- **TASK PROMPT**: Which lines of the data contain the string "into"? Copy every one.

- **RECORDS FOR THIS EXERCISE**:
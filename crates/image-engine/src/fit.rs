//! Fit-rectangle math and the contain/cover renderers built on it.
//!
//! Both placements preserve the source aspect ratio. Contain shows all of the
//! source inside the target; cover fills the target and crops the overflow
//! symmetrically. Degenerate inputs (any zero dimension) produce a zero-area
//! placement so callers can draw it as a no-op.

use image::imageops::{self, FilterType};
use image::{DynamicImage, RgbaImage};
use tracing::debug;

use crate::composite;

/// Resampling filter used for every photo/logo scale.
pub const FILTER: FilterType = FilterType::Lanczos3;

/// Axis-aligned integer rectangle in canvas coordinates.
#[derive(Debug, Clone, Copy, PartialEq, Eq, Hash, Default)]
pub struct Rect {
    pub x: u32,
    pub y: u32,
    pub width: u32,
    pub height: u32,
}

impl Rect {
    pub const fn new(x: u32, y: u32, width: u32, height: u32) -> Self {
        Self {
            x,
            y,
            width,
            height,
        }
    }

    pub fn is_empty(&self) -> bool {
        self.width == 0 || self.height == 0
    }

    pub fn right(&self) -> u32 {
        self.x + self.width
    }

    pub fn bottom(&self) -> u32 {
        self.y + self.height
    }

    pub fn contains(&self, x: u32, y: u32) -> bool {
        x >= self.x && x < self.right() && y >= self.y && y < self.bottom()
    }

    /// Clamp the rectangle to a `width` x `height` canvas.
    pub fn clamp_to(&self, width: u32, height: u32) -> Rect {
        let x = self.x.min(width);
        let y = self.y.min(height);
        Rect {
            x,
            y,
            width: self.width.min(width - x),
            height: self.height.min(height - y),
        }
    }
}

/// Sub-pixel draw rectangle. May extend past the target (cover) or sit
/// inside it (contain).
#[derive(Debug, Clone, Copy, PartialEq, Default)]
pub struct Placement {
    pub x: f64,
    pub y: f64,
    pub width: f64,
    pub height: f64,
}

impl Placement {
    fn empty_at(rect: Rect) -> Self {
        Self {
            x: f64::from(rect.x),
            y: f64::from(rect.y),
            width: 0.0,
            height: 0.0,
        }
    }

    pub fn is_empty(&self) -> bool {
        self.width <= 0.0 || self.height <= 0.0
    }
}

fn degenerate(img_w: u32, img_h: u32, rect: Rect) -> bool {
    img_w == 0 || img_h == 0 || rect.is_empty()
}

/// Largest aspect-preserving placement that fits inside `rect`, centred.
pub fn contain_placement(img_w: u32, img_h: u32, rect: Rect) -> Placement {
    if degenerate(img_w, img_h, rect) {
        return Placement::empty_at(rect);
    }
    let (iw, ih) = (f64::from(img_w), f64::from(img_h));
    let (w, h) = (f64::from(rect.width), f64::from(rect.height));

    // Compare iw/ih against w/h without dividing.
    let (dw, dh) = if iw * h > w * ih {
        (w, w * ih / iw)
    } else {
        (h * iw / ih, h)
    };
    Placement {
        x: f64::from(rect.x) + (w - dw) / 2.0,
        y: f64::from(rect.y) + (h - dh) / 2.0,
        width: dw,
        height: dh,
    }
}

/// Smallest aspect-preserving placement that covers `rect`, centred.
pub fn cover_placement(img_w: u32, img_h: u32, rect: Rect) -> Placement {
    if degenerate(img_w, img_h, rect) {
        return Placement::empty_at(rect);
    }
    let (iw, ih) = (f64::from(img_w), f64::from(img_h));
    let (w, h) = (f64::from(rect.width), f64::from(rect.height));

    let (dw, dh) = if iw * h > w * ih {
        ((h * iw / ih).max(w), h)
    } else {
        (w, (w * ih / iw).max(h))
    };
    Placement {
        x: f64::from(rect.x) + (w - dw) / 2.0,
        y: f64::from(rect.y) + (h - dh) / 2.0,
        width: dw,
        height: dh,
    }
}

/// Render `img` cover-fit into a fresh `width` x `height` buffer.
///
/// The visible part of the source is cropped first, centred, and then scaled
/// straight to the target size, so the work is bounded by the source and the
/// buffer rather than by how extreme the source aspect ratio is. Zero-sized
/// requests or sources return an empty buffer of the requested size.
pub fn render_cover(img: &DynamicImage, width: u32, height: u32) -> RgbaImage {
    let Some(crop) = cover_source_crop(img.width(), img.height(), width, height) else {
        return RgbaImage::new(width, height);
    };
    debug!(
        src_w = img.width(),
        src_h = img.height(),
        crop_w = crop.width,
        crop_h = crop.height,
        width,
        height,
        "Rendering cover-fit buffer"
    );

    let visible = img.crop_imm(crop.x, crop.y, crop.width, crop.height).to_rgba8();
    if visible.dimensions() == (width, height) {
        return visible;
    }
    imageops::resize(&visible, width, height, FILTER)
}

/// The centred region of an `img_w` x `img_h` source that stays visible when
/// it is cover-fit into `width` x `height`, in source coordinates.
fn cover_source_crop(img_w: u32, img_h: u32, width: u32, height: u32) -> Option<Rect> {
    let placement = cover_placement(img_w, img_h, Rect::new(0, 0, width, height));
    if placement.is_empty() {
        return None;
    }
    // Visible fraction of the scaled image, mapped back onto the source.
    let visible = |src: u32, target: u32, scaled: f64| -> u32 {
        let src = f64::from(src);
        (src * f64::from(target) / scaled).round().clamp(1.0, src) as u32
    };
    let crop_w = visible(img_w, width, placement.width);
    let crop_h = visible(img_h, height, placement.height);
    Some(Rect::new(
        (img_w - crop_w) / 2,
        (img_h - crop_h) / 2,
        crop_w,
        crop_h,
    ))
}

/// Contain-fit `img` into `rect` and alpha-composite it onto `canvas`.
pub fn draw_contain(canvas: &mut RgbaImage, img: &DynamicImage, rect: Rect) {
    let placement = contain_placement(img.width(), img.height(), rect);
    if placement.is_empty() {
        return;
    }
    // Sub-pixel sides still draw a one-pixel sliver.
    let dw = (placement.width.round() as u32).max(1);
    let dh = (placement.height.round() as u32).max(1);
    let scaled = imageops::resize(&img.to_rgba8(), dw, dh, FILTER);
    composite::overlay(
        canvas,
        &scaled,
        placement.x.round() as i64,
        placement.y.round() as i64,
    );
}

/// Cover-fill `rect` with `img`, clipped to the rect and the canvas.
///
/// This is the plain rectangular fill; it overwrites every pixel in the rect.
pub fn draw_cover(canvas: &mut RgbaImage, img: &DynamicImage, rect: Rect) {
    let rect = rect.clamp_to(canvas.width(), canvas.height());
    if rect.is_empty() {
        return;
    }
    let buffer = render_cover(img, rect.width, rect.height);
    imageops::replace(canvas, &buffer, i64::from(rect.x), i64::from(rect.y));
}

- **RESULT FOR THIS TASK**:
/// Render `img` cover-fit into a fresh `width` x `height` buffer.
/// it is cover-fit into `width` x `height`, in source coordinates.
/// Contain-fit `img` into `rect` and alpha-composite it onto `canvas`.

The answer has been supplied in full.